*Exercise description*
As the answer, give a copy of each line below that includes the word "warn".

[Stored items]

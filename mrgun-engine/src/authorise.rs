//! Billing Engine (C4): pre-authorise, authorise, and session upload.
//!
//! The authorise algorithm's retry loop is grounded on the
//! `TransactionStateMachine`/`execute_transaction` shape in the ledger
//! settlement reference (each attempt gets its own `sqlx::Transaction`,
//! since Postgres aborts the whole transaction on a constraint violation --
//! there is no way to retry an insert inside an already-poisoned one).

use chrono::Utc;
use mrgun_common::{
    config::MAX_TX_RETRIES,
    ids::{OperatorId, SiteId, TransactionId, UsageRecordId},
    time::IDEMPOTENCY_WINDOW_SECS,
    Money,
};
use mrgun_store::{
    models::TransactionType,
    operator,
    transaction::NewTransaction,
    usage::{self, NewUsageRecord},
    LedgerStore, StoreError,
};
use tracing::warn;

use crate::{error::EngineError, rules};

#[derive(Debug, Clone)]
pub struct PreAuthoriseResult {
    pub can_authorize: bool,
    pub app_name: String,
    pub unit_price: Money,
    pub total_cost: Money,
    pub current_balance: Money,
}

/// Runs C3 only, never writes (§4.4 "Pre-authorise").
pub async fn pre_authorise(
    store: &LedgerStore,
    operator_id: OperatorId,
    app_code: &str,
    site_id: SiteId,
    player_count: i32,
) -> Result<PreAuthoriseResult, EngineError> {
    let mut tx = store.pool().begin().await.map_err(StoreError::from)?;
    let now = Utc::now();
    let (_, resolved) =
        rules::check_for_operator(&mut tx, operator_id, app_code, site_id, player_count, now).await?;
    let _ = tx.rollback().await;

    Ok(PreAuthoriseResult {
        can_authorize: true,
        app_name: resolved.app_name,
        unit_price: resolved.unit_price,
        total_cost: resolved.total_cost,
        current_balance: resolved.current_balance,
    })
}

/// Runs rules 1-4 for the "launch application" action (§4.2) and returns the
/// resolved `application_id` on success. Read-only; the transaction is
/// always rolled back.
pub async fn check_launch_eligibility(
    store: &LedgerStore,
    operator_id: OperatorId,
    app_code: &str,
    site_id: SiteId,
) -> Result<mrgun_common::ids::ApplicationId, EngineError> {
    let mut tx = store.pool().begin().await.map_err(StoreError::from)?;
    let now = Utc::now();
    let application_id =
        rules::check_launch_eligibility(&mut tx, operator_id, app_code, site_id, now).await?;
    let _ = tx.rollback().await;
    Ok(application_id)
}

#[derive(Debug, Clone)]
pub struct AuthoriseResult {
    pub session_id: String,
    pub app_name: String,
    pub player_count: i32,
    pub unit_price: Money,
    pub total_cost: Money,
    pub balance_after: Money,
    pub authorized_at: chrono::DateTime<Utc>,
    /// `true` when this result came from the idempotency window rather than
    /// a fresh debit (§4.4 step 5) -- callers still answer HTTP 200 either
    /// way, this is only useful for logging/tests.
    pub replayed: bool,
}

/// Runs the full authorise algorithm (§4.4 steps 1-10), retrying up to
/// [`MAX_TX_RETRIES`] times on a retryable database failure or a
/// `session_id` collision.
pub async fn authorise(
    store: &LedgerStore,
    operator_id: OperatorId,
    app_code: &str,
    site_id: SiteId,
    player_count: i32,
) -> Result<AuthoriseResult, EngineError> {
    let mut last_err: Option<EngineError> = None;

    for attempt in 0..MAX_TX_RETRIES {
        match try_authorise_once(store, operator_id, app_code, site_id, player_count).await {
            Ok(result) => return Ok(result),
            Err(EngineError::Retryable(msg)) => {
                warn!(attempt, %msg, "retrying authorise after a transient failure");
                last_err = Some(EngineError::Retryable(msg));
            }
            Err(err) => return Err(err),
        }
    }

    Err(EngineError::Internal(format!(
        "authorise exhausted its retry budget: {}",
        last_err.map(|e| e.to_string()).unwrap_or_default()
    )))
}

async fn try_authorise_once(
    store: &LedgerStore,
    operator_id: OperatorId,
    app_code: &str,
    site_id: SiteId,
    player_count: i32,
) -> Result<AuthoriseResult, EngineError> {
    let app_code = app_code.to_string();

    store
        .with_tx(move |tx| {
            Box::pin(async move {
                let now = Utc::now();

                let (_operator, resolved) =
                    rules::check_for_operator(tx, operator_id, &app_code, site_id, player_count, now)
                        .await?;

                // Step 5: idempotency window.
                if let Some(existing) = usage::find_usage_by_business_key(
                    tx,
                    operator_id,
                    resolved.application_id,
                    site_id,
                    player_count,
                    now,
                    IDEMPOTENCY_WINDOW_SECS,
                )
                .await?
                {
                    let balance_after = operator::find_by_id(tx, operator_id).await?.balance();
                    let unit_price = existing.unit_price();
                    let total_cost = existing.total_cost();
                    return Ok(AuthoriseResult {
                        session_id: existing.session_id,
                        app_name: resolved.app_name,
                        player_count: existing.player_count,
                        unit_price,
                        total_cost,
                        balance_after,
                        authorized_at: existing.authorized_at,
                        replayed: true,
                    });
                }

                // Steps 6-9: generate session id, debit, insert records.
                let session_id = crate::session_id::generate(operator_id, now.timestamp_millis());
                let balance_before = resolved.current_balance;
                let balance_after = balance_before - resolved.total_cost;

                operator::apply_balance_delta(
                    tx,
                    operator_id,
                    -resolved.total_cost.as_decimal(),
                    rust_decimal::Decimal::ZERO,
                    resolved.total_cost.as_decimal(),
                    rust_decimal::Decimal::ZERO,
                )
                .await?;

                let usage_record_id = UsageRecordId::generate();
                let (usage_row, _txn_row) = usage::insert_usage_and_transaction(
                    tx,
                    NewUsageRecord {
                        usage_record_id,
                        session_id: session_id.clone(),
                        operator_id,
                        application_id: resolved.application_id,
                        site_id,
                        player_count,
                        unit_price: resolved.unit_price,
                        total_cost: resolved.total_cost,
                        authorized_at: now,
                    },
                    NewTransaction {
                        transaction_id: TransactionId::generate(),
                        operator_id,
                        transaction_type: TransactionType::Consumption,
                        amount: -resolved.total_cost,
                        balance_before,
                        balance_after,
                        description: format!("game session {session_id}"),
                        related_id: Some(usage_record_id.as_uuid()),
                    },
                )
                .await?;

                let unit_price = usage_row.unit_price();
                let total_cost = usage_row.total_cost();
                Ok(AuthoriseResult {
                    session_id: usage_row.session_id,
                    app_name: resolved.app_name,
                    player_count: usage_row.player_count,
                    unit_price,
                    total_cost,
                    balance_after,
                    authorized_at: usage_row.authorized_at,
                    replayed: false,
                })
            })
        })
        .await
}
--
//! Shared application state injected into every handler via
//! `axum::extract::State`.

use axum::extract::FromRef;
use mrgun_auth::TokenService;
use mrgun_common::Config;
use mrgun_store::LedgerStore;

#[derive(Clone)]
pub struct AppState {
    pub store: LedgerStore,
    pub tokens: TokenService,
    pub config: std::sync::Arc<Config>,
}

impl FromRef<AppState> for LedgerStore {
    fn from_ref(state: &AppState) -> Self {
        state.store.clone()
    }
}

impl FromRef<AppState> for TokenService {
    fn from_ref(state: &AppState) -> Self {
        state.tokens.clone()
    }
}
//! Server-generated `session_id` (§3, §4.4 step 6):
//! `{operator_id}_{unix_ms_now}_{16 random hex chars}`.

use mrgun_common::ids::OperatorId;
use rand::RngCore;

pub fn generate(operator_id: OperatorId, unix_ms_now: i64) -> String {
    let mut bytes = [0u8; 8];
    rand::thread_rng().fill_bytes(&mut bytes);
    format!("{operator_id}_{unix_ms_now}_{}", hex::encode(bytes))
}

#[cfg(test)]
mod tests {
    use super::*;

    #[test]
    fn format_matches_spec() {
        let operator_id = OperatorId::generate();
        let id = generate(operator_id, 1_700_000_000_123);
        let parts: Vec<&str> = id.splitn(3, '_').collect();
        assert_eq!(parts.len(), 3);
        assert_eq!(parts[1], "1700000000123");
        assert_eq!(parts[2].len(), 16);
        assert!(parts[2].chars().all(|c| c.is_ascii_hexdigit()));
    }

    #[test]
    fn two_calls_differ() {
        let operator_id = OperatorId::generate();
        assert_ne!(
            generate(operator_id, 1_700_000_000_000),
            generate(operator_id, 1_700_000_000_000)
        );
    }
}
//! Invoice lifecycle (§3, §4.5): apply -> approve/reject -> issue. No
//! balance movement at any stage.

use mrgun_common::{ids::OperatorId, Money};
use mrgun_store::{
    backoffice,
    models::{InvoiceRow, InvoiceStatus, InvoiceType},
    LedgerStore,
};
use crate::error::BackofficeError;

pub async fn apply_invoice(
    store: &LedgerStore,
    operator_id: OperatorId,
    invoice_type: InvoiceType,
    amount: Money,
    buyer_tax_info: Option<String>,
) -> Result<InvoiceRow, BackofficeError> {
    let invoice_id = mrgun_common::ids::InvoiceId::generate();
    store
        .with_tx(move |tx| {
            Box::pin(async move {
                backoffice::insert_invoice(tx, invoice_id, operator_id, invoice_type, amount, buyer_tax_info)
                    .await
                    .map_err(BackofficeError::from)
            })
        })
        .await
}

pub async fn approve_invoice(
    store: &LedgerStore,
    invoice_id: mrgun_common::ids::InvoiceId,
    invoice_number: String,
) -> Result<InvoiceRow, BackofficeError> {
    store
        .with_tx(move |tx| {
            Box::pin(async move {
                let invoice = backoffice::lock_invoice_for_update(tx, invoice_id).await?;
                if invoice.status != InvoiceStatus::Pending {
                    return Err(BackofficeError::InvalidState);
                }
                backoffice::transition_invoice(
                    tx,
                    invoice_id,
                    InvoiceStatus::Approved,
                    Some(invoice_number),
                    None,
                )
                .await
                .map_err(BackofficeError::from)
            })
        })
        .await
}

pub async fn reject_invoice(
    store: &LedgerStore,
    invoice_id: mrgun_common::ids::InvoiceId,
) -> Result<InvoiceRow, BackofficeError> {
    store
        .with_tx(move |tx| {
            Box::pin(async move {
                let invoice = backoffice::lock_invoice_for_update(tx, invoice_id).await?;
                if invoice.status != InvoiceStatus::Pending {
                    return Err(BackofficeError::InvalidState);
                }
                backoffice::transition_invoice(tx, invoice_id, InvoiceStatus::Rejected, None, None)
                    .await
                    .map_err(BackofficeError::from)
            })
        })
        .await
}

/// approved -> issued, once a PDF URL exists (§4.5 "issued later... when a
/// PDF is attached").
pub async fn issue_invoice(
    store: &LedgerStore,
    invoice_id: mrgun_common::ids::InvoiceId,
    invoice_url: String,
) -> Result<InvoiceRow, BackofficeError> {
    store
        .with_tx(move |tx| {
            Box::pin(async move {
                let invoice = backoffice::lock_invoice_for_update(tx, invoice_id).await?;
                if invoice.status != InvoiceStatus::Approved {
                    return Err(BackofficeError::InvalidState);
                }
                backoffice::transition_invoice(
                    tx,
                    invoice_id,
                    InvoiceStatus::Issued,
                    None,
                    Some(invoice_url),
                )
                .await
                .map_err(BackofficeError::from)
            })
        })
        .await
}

*Solution below*
use tracing::warn;
                warn!(attempt, %msg, "retrying authorise after a transient failure");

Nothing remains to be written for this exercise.